Unnamed: 0_level_0,filename
classes_text,Unnamed: 1_level_1
b'green',61
b'red',323
b'yellow',54


### Processing site images

In [5]:
site = pd.DataFrame(columns=['filename', 'xmins', 'xmaxs', 'ymins', 'ymaxs', 
                            'classes', 'classes_text', 'height', 'width'])

i = 0
h = 1096
w = 1368
labels = [b'red', b'yellow', b'green']

for idx, pickleFile in enumerate(['red.p', 'yellow.p', 'green.p']):
    
    with open(pickleFile, 'rb') as f:
        df = pickle.load(f)
    
    if df.apply(lambda row: row['id'].find('site') > -1, axis = 1).sum() > 0: 
        
        for j in range(df.shape[0]):
            best_box_prob = max(df.iloc[j, 2][0][df.iloc[j, 3][0] == 10])
            if best_box_prob > 0.9: 
                box = df.iloc[j, 1][0][df.iloc[j, 2][0] == best_box_prob][0]
                ymin, xmin, ymax, xmax = box[0], box[1], box[2], box[3]
                site.loc[i] = [df.iloc[j, 0].split('/')[1],
                              xmin, 
                              xmax, 
                              ymin, 
                              ymax, 
                              int(idx),
                              labels[idx],
                              int(h),
                              int(w)]        
                i = i + 1
                
site.head()

Unnamed: 0,filename,xmins,xmaxs,ymins,ymaxs,classes,classes_text,height,width
0,site_1507478284.39343118.png,0.528541,0.552816,0.358023,0.448821,0,b'red',1096,1368
1,sim_1507476959.png,0.46128,0.505635,0.725603,0.84652,0,b'red',1096,1368
2,site_1507478206.566551923.png,0.54906,0.570155,0.358148,0.441864,0,b'red',1096,1368
3,sim_1507476571.png,0.085387,0.106426,0.888765,0.953315,0,b'red',1096,1368
4,site_1507478130.261214017.png,0.533648,0.559435,0.355488,0.451758,0,b'red',1096,1368


In [6]:
site[['filename', 'classes_text']].groupby('classes_text').count()

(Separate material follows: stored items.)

use futures::future::BoxFuture;

use crate::error::Result;
use crate::reference::ObjectRef;
use crate::types::*;

/// Run store — list, get, and optimistic full-record update.
pub trait RunStore: Send + Sync + 'static {
    /// List runs whose labels match the selector.
    fn list<'a>(&'a self, selector: &'a LabelSelector) -> BoxFuture<'a, Result<Vec<Run>>>;

    fn get<'a>(&'a self, namespace: &'a str, name: &'a str) -> BoxFuture<'a, Result<Run>>;

    /// Replace the stored run. Fails with `Conflict` when `run.metadata.resource_version`
    /// is not the stored version; returns the record with its new version.
    fn update(&self, run: Run) -> BoxFuture<'_, Result<Run>>;
}

/// Pipeline store — parent records of runs.
pub trait PipelineStore: Send + Sync + 'static {
    /// Returns `NotFound` when the pipeline does not exist.
    fn get<'a>(&'a self, namespace: &'a str, name: &'a str) -> BoxFuture<'a, Result<Pipeline>>;

    fn update(&self, pipeline: Pipeline) -> BoxFuture<'_, Result<Pipeline>>;
}

/// Project lookup, used only for the display name during tag normalization.
pub trait ProjectLookup: Send + Sync + 'static {
    fn get<'a>(&'a self, cluster: &'a str, name: &'a str) -> BoxFuture<'a, Result<Project>>;
}

/// Result of asking the engine to reconcile its view of a run.
#[derive(Debug, Clone)]
pub struct SyncOutcome {
    /// The run carrying the engine's view of conditions and execution state.
    pub run: Run,
    /// Whether anything differs from the run that was passed in.
    pub changed: bool,
}

/// Execution engine — the external system that actually builds pipelines.
pub trait ExecutionEngine: Send + Sync + 'static {
    /// Whether the engine is ready to accept this run now.
    fn precheck<'a>(&'a self, run: &'a Run) -> BoxFuture<'a, Result<bool>>;

    /// Hand the run's configuration to the engine.
    fn launch<'a>(&'a self, run: &'a Run) -> BoxFuture<'a, Result<()>>;

    /// Pull engine-side progress into the run's conditions and state.
    fn sync_progress<'a>(&'a self, run: &'a Run) -> BoxFuture<'a, Result<SyncOutcome>>;
}

/// Decides whether a run belongs to the cluster a reconciler instance serves.
pub trait ClusterMembership: Send + Sync + 'static {
    fn contains(&self, run: &Run, cluster_id: &str) -> bool;
}

/// Membership by project reference: a run belongs to cluster `C` when its
/// `project_name` is `C:<project>`.
#[derive(Debug, Clone, Copy, Default)]
pub struct ProjectMembership;

impl ClusterMembership for ProjectMembership {
    fn contains(&self, run: &Run, cluster_id: &str) -> bool {
        ObjectRef::parse(&run.spec.project_name)
            .map(|r| r.namespace == cluster_id)
            .unwrap_or(false)
    }
}

#[cfg(test)]
mod tests {
    use super::*;

    fn run_in(project: &str) -> Run {
        let mut run = Run::default();
        run.spec.project_name = project.to_string();
        run
    }

    #[test]
    fn test_project_membership() {
        let m = ProjectMembership;
        assert!(m.contains(&run_in("c-a:p-1"), "c-a"));
        assert!(!m.contains(&run_in("c-b:p-1"), "c-a"));
        assert!(!m.contains(&run_in("garbage"), "c-a"));
    }
}
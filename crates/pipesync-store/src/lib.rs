pub mod sqlite;

pub use sqlite::{Seed, SqliteStore};
use pipesync_core::types::{
    ObjectMeta, Pipeline, PipelineConfig, Project, PublishImageConfig, Run, RunSpec, Stage, Step,
    FINISHED_LABEL,
};

/// An unfinished run of pipeline `<namespace>:pipeline` in project `<cluster>:<namespace>`.
pub fn run(cluster: &str, namespace: &str, name: &str) -> Run {
    let mut metadata = ObjectMeta::new(namespace, name);
    metadata
        .labels
        .insert(FINISHED_LABEL.to_string(), "false".to_string());
    Run {
        metadata,
        spec: RunSpec {
            pipeline_name: format!("{namespace}:pipeline"),
            project_name: format!("{cluster}:{namespace}"),
            run: 1,
            pipeline_config: PipelineConfig::default(),
        },
        status: Default::default(),
    }
}

/// The parent pipeline of `run`, with `run` recorded as its latest execution.
pub fn pipeline_tracking(run: &Run) -> Pipeline {
    let (namespace, name) = run
        .spec
        .pipeline_name
        .split_once(':')
        .unwrap_or(("", run.spec.pipeline_name.as_str()));
    let mut pipeline = Pipeline {
        metadata: ObjectMeta::new(namespace, name),
        ..Default::default()
    };
    pipeline.status.last_execution_id = Some(run.id());
    pipeline.status.last_run_state = Some(run.status.execution_state);
    pipeline
}

pub fn project(cluster: &str, name: &str, display_name: &str) -> Project {
    Project {
        cluster: cluster.to_string(),
        name: name.to_string(),
        display_name: display_name.to_string(),
    }
}

/// A single-stage config with one publish step.
pub fn publish_config(registry: &str, tag: &str) -> PipelineConfig {
    let mut step = Step {
        publish_image: Some(PublishImageConfig {
            registry: registry.to_string(),
            tag: tag.to_string(),
            ..Default::default()
        }),
        ..Default::default()
    };
    step.extra.insert(
        "name".to_string(),
        serde_json::Value::String("publish".to_string()),
    );
    PipelineConfig {
        stages: vec![Stage {
            name: "build".to_string(),
            steps: vec![step],
        }],
    }
}
pub mod config;
pub mod error;
pub mod reference;
pub mod traits;
pub mod types;

pub use config::AppConfig;
pub use error::{PipesyncError, Result};
pub use reference::ObjectRef;
pub use types::*;
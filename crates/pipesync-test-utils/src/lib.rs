//! Mocks and fixtures shared by the pipesync test suites.

pub mod engine;
pub mod fixtures;
pub mod store;

pub use engine::ScriptedEngine;
pub use store::MemoryStore;
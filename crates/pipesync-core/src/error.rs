use thiserror::Error;

#[derive(Debug, Error)]
pub enum PipesyncError {
    // Store errors
    #[error("{kind} not found: {id}")]
    NotFound { kind: &'static str, id: String },

    #[error("Conflict updating {kind} {id}: resource version {expected} is stale")]
    Conflict {
        kind: &'static str,
        id: String,
        expected: u64,
    },

    #[error("Database error: {0}")]
    Database(String),

    // Reference errors
    #[error("Invalid reference: {0}")]
    InvalidReference(String),

    // Engine errors
    #[error("Engine error: {0}")]
    Engine(String),

    #[error("Engine {op} timed out after {timeout_secs}s")]
    EngineTimeout { op: &'static str, timeout_secs: u64 },

    // Config errors
    #[error("Config error: {0}")]
    Config(String),

    #[error("Config file not found: {0}")]
    ConfigNotFound(String),

    // I/O errors
    #[error("I/O error: {0}")]
    Io(#[from] std::io::Error),

    // JSON errors
    #[error("JSON error: {0}")]
    Json(#[from] serde_json::Error),
}

impl PipesyncError {
    pub fn not_found(kind: &'static str, id: impl Into<String>) -> Self {
        Self::NotFound {
            kind,
            id: id.into(),
        }
    }

    /// True when the store reported that the record does not exist.
    pub fn is_not_found(&self) -> bool {
        matches!(self, Self::NotFound { .. })
    }

    pub fn is_conflict(&self) -> bool {
        matches!(self, Self::Conflict { .. })
    }

    pub fn is_invalid_reference(&self) -> bool {
        matches!(self, Self::InvalidReference(_))
    }
}

pub type Result<T> = std::result::Result<T, PipesyncError>;
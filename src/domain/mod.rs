//! Domain layer containing entities, repository contracts and visit tracking.
//!
//! # Architecture
//!
//! - [`entities`] - Core data structures
//! - [`repositories`] - Data access trait definitions
//! - [`visit_event`] - Visit events and the best-effort [`visit_event::VisitRecorder`]
//! - [`visit_worker`] - Background worker applying visits to the metrics store
//!
//! # Visit Processing Flow
//!
//! 1. Redirect handler resolves the code
//! 2. [`visit_event::VisitRecorder::record`] enqueues a [`visit_event::VisitEvent`]
//! 3. [`visit_worker::run_visit_worker`] increments the counter
//! 4. The redirect response never waits on step 3

pub mod entities;
pub mod repositories;
pub mod visit_event;
pub mod visit_worker;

Unnamed: 0_level_0,filename
classes_text,Unnamed: 1_level_1
b'green',115
b'red',176


### Combine sim and site, split into train and test

In [7]:
sim_red = sim[sim.classes_text == b'red'].reset_index(drop=True).loc[random.sample(range(323), 80)]
sim_green = sim[sim.classes_text == b'green'].reset_index(drop=True).loc[random.sample(range(62), 61)]
sim_yellow = sim[sim.classes_text == b'yellow'].reset_index(drop=True).loc[random.sample(range(54), 54)]

site_red = site[site.classes_text == b'red'].reset_index(drop=True).loc[random.sample(range(176), 100)]
site_green = site[site.classes_text == b'green'].reset_index(drop=True).loc[random.sample(range(115), 115)]

In [8]:
combined = pd.concat([sim_red, sim_green, sim_yellow, site_red, site_green]).reset_index(drop=True)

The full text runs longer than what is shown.